## Problem description
What you return must be an exact copy of the lines in the listing below between the line holding "for (conversation_id, messages)" and the line holding "claimed.insert(found.clone());", inclusive, and nothing more.

====================

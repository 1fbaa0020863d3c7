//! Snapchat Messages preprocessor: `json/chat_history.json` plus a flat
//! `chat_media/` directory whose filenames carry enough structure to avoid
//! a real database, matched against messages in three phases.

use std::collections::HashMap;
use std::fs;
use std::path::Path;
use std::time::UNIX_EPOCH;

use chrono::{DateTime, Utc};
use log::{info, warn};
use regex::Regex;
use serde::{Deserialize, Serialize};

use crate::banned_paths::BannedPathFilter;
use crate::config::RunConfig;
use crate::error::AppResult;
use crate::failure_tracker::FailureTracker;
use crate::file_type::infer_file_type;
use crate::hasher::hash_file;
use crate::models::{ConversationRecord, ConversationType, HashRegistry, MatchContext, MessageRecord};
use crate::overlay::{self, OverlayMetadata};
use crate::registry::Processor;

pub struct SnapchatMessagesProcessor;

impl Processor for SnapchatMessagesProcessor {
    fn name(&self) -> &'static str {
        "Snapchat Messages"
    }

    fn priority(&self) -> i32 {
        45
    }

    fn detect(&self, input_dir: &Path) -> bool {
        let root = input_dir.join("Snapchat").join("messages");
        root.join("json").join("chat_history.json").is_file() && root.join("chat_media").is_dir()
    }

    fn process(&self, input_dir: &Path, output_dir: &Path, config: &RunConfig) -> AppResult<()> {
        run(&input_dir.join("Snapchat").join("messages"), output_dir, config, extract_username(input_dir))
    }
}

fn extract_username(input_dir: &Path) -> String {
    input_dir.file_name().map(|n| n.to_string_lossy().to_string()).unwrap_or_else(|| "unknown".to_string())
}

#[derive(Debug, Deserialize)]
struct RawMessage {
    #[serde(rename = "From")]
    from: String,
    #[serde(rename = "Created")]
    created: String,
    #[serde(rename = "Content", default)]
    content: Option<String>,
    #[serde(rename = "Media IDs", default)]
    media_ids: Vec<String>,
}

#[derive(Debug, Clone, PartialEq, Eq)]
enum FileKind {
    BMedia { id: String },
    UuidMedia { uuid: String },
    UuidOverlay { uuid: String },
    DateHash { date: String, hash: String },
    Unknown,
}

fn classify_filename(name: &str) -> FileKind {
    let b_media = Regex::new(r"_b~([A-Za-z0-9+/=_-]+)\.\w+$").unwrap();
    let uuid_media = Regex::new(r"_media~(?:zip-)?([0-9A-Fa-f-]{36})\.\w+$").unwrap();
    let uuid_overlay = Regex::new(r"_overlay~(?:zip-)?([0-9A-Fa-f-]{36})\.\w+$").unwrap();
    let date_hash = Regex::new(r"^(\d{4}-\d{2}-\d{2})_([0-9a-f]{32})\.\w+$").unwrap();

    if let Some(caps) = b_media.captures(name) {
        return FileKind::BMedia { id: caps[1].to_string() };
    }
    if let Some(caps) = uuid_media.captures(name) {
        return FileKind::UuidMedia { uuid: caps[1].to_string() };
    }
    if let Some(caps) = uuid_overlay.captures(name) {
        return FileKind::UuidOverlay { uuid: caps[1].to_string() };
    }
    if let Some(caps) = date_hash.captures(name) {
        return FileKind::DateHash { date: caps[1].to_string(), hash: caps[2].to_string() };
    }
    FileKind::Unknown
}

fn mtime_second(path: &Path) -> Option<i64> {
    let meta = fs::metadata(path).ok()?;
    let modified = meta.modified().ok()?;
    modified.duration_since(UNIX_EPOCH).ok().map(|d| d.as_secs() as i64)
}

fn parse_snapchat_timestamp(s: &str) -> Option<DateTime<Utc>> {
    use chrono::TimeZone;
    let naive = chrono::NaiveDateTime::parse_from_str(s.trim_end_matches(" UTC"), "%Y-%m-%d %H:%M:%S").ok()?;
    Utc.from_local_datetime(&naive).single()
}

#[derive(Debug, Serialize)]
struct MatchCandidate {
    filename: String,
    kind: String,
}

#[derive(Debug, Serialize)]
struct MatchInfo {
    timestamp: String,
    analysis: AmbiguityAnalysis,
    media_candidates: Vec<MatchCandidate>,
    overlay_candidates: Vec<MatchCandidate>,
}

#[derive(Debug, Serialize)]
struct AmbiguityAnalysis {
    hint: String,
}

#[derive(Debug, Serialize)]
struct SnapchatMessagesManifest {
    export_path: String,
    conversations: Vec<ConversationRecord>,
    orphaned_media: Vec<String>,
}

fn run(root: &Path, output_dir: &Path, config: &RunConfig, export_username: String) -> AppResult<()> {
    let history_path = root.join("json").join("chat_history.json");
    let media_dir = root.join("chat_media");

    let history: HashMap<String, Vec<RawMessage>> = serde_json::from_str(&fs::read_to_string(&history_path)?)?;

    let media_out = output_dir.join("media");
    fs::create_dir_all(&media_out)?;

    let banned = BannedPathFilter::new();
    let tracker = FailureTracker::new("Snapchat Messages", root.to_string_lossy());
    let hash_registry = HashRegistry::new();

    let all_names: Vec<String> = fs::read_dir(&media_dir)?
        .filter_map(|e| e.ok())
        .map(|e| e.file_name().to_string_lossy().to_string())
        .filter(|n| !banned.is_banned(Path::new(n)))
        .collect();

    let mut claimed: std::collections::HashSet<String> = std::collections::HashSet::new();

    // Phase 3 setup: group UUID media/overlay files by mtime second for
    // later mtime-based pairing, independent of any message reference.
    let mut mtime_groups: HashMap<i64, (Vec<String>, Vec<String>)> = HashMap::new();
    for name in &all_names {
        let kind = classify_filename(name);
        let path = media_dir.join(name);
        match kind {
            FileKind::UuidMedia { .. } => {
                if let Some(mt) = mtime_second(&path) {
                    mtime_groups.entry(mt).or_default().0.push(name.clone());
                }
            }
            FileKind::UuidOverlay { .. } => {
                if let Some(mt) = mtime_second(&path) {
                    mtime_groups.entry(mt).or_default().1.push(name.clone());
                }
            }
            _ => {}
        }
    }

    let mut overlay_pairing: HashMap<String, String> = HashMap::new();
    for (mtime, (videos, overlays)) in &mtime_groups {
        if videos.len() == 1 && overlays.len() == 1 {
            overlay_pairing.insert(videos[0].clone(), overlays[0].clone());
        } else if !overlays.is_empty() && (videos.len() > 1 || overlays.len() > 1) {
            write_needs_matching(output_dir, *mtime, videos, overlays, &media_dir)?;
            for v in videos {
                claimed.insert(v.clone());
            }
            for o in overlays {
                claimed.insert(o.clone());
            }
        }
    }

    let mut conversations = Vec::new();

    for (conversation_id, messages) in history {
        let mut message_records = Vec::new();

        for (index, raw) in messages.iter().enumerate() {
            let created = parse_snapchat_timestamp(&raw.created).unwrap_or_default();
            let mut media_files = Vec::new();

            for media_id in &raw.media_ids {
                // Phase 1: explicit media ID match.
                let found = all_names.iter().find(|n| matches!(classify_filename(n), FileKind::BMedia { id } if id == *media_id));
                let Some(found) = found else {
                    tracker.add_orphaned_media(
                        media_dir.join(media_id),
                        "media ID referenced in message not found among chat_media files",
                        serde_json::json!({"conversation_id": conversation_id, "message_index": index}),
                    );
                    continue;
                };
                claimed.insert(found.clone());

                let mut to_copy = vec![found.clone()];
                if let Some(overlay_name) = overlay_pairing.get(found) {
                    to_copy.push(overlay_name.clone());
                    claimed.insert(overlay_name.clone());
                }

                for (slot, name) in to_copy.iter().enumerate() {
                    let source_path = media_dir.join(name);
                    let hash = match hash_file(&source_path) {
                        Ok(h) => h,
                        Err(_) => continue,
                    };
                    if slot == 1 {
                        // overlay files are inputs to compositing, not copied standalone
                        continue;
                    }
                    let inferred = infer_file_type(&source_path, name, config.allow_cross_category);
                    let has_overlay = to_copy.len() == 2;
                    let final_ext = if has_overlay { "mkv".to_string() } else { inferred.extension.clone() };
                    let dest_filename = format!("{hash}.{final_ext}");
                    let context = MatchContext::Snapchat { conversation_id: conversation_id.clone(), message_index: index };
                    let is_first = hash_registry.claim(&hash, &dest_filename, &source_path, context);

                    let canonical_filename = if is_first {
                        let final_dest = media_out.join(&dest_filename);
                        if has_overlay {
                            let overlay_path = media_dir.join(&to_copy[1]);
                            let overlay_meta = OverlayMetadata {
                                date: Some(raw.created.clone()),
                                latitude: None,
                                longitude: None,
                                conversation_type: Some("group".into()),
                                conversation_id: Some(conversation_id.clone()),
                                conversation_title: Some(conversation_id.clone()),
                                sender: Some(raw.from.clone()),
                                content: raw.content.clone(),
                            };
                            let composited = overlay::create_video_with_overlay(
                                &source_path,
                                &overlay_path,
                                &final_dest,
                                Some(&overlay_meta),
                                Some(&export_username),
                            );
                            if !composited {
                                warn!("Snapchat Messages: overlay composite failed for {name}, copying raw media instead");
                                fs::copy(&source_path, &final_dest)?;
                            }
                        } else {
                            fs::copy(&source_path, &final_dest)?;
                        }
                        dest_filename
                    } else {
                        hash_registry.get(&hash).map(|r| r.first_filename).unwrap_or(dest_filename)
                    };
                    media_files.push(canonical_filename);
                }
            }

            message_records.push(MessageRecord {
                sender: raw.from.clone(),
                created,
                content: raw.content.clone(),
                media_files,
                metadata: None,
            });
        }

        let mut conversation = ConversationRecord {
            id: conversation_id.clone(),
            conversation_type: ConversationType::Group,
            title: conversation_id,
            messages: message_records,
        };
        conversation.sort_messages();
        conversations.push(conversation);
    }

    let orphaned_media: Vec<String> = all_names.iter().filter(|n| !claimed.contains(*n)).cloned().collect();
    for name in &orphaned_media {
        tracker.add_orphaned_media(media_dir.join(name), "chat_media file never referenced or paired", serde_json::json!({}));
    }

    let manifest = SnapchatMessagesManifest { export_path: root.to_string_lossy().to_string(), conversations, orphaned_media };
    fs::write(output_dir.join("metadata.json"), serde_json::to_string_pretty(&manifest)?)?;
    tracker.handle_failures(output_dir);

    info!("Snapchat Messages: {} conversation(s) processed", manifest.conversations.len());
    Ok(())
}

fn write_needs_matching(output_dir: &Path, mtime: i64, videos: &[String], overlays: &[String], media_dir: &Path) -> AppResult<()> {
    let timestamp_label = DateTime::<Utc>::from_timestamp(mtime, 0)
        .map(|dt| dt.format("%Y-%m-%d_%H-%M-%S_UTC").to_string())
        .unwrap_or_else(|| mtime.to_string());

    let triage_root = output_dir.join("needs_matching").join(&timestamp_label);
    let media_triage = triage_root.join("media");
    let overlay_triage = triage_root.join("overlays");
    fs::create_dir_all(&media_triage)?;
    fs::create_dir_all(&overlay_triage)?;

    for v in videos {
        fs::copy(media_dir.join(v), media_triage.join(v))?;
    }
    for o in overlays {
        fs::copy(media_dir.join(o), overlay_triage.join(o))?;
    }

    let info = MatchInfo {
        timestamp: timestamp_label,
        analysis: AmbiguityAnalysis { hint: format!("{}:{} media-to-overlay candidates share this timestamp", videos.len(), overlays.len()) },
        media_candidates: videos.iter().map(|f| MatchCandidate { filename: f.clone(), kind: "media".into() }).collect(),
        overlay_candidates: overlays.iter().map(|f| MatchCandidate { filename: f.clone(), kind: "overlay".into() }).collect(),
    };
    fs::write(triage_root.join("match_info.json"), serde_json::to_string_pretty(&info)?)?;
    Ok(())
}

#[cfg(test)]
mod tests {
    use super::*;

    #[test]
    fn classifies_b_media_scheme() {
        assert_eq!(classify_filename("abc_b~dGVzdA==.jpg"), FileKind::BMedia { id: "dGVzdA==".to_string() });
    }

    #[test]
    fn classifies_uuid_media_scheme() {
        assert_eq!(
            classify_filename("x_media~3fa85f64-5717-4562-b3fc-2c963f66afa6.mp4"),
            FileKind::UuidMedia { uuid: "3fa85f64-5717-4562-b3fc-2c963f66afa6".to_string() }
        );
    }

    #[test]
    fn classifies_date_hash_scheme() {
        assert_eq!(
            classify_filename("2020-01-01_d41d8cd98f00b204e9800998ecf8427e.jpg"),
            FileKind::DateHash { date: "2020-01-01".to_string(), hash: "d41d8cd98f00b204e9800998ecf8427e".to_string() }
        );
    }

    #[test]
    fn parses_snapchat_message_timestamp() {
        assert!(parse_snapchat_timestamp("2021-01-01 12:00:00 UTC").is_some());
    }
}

====================

## Answer to the exercise
    for (conversation_id, messages) in history {
        let mut message_records = Vec::new();

        for (index, raw) in messages.iter().enumerate() {
            let created = parse_snapchat_timestamp(&raw.created).unwrap_or_default();
            let mut media_files = Vec::new();

            for media_id in &raw.media_ids {
                // Phase 1: explicit media ID match.
                let found = all_names.iter().find(|n| matches!(classify_filename(n), FileKind::BMedia { id } if id == *media_id));
                let Some(found) = found else {
                    tracker.add_orphaned_media(
                        media_dir.join(media_id),
                        "media ID referenced in message not found among chat_media files",
                        serde_json::json!({"conversation_id": conversation_id, "message_index": index}),
                    );
                    continue;
                };
                claimed.insert(found.clone());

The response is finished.